The NCC emphasized that the approved adjustment was a necessary measure to balance the interests of both operators and consumers.
“While we recognize the need to address the operational challenges faced by service providers, we remain committed to ensuring affordable and accessible telecom services for Nigerians,” the statement read. “The approved adjustment is a moderated increase to mitigate the potential impact on subscribers.”
Telecom companies have welcomed the decision as a step in the right direction, although some express concerns that the approved 50% increase may not fully offset their operational challenges. A senior executive at one of the leading operators, speaking anonymously, noted, “We appreciate the NCC’s recognition of our challenges, but we hope for further engagement to ensure the industry’s long-term sustainability.”
Meanwhile, consumer advocacy groups have criticized the move, warning that the tariff hike will exacerbate financial pressures on households and businesses.

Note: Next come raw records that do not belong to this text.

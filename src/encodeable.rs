// OPCUA for Rust
// SPDX-License-Identifier: MPL-2.0
// Copyright (C) 2017-2024 Adam Lock

//! Contains the `Encodeable` contract - the object safe face of every structured type that can
//! compute its encoded size and serialize / deserialize itself, together with the identity
//! handles the serializer registry dispatches on.
//!
//! Concrete types implement the statically dispatched `BinaryEncoder` as usual and declare their
//! identity through `MessageInfo`; a blanket impl lifts any such type into `Encodeable` so it can
//! travel type-erased through extension objects and the registry.

use std::{
    any::Any,
    fmt,
    io::Write,
};

use crate::{encoding::*, expanded_node_id::ExpandedNodeId};

/// The identity triple of an encodeable type. The data type id names the abstract type, the two
/// encoding ids name its default binary and XML encodings. Fixed at the type level, never per
/// instance.
#[derive(Debug, Clone, PartialEq)]
pub struct EncodingIds {
    pub data_type_id: ExpandedNodeId,
    pub binary_encoding_id: ExpandedNodeId,
    pub xml_encoding_id: ExpandedNodeId,
}

/// Implemented by every structured type to declare its identity handles. These are associated
/// functions rather than methods - the identity belongs to the type, not the value.
pub trait MessageInfo {
    /// The node id of the abstract data type
    fn data_type_id() -> ExpandedNodeId;
    /// The node id of the default binary encoding of the type
    fn binary_encoding_id() -> ExpandedNodeId;
    /// The node id of the default XML encoding of the type
    fn xml_encoding_id() -> ExpandedNodeId;
}

/// The object safe serialization contract. `calc_size` is the measuring pass and must visit the
/// same fields in the same order as `write`, because field order determines where nested length
/// prefixes land. Reading happens through the registry (a constructor cannot be object safe), see
/// `EncodeableRegistry`.
pub trait Encodeable: Any + fmt::Debug + Send + Sync {
    /// Returns the exact number of bytes `write` will produce for this value.
    fn calc_size(&self) -> usize;
    /// Writes the value field by field in declaration order.
    fn write(&self, stream: &mut dyn Write) -> EncodingResult<usize>;
    /// The identity handles of the concrete type.
    fn encoding_ids(&self) -> EncodingIds;
    /// Supports downcasting to the concrete type.
    fn as_any(&self) -> &dyn Any;
    /// Clones the value behind the trait object.
    fn clone_box(&self) -> Box<dyn Encodeable>;
    /// Structural equality against another type-erased value. False when the concrete types
    /// differ.
    fn eq_box(&self, other: &dyn Encodeable) -> bool;
}

impl<T> Encodeable for T
where
    T: MessageInfo + BinaryEncoder<T> + Any + fmt::Debug + Send + Sync + Clone + PartialEq,
{
    fn calc_size(&self) -> usize {
        self.byte_len()
    }

    fn write(&self, mut stream: &mut dyn Write) -> EncodingResult<usize> {
        self.encode(&mut stream)
    }

    fn encoding_ids(&self) -> EncodingIds {
        EncodingIds {
            data_type_id: <T as MessageInfo>::data_type_id(),
            binary_encoding_id: <T as MessageInfo>::binary_encoding_id(),
            xml_encoding_id: <T as MessageInfo>::xml_encoding_id(),
        }
    }

    fn as_any(&self) -> &dyn Any {
        self
    }

    fn clone_box(&self) -> Box<dyn Encodeable> {
        Box::new(self.clone())
    }

    fn eq_box(&self, other: &dyn Encodeable) -> bool {
        other
            .as_any()
            .downcast_ref::<T>()
            .map(|other| self == other)
            .unwrap_or(false)
    }
}

impl PartialEq for dyn Encodeable {
    fn eq(&self, other: &dyn Encodeable) -> bool {
        self.eq_box(other)
    }
}

impl Clone for Box<dyn Encodeable> {
    fn clone(&self) -> Box<dyn Encodeable> {
        self.clone_box()
    }
}
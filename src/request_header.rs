// OPCUA for Rust
// SPDX-License-Identifier: MPL-2.0
// Copyright (C) 2017-2024 Adam Lock

use std::{
    self,
    io::{Read, Write},
};

use crate::{
    data_types::*,
    date_time::DateTime,
    diagnostic_info::DiagnosticBits,
    encodeable::MessageInfo,
    encoding::*,
    expanded_node_id::ExpandedNodeId,
    extension_object::ExtensionObject,
    node_id::NodeId,
    node_ids::{DataTypeId, ObjectId},
    string::UAString,
};

/// The `RequestHeader` contains information common to every request from client to server.
#[derive(Debug, Clone, PartialEq)]
pub struct RequestHeader {
    /// The secret Session identifier used to verify that the request is associated with
    /// the Session.
    pub authentication_token: NodeId,
    /// The time the Client sent the request. The parameter is only used for diagnostic and
    /// logging purposes in the server.
    pub timestamp: UtcTime,
    /// A requestHandle associated with the request. This client defined handle can be
    /// used to cancel the request. It is also returned in the response.
    pub request_handle: IntegerId,
    /// A bit mask that identifies the types of vendor-specific diagnostics to be returned
    /// in diagnosticInfo response parameters. No value indicates that diagnostics
    /// are not to be returned.
    pub return_diagnostics: DiagnosticBits,
    /// An identifier that identifies the Client's security audit log entry associated with
    /// this request. An empty string value means that this parameter is not used.
    pub audit_entry_id: UAString,
    /// This timeout in milliseconds is used in the Client side Communication Stack to set the
    /// timeout on a per-call base. The value of 0 indicates no timeout.
    pub timeout_hint: u32,
    /// Reserved for future use. Applications that do not understand the header should ignore it.
    pub additional_header: ExtensionObject,
}

impl Default for RequestHeader {
    fn default() -> Self {
        Self {
            authentication_token: NodeId::default(),
            timestamp: DateTime::default(),
            request_handle: 0,
            return_diagnostics: DiagnosticBits::empty(),
            audit_entry_id: UAString::default(),
            timeout_hint: 0,
            additional_header: ExtensionObject::default(),
        }
    }
}

impl MessageInfo for RequestHeader {
    fn data_type_id() -> ExpandedNodeId {
        DataTypeId::RequestHeader.into()
    }
    fn binary_encoding_id() -> ExpandedNodeId {
        ObjectId::RequestHeader_Encoding_DefaultBinary.into()
    }
    fn xml_encoding_id() -> ExpandedNodeId {
        ObjectId::RequestHeader_Encoding_DefaultXml.into()
    }
}

impl BinaryEncoder<RequestHeader> for RequestHeader {
    fn byte_len(&self) -> usize {
        let mut size = 0;
        size += self.authentication_token.byte_len();
        size += self.timestamp.byte_len();
        size += self.request_handle.byte_len();
        size += 4; // return_diagnostics
        size += self.audit_entry_id.byte_len();
        size += self.timeout_hint.byte_len();
        size += self.additional_header.byte_len();
        size
    }

    fn encode<S: Write>(&self, stream: &mut S) -> EncodingResult<usize> {
        let mut size = 0;
        size += self.authentication_token.encode(stream)?;
        size += self.timestamp.encode(stream)?;
        size += self.request_handle.encode(stream)?;
        size += write_u32(stream, self.return_diagnostics.bits())?;
        size += self.audit_entry_id.encode(stream)?;
        size += self.timeout_hint.encode(stream)?;
        size += self.additional_header.encode(stream)?;
        assert_eq!(size, self.byte_len());
        Ok(size)
    }

    fn decode<S: Read>(stream: &mut S, decoding_options: &DecodingOptions) -> EncodingResult<Self> {
        let authentication_token = NodeId::decode(stream, decoding_options)?;
        let timestamp = UtcTime::decode(stream, decoding_options)?;
        let request_handle = IntegerId::decode(stream, decoding_options)?;
        let return_diagnostics =
            DiagnosticBits::from_bits_truncate(u32::decode(stream, decoding_options)?);
        let audit_entry_id = UAString::decode(stream, decoding_options)?;
        let timeout_hint = u32::decode(stream, decoding_options)?;
        let additional_header = ExtensionObject::decode(stream, decoding_options)?;
        Ok(RequestHeader {
            authentication_token,
            timestamp,
            request_handle,
            return_diagnostics,
            audit_entry_id,
            timeout_hint,
            additional_header,
        })
    }
}

impl RequestHeader {
    pub fn new(
        authentication_token: &NodeId,
        timestamp: &DateTime,
        request_handle: IntegerId,
    ) -> RequestHeader {
        RequestHeader {
            authentication_token: authentication_token.clone(),
            timestamp: *timestamp,
            request_handle,
            return_diagnostics: DiagnosticBits::empty(),
            audit_entry_id: UAString::null(),
            timeout_hint: 0,
            additional_header: ExtensionObject::null(),
        }
    }

    /// For testing, nothing else
    pub fn dummy() -> RequestHeader {
        RequestHeader::new(&NodeId::new(0, "dummy"), &DateTime::now(), 1000)
    }
}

As of January 10, 2025, subscribers have begun experiencing the adjusted tariffs across voice calls, SMS, and data services. For instance, the cost of a minute-long call previously priced at N12 has increased to N18, while the price for 1GB of data has risen from N500 to N750.
While the tariff hike aims to stabilize Nigeria’s telecom industry, it underscores the broader economic challenges facing the country. The NCC’s decision is expected to prompt further discussions on how to balance service affordability with industry sustainability in the years to come.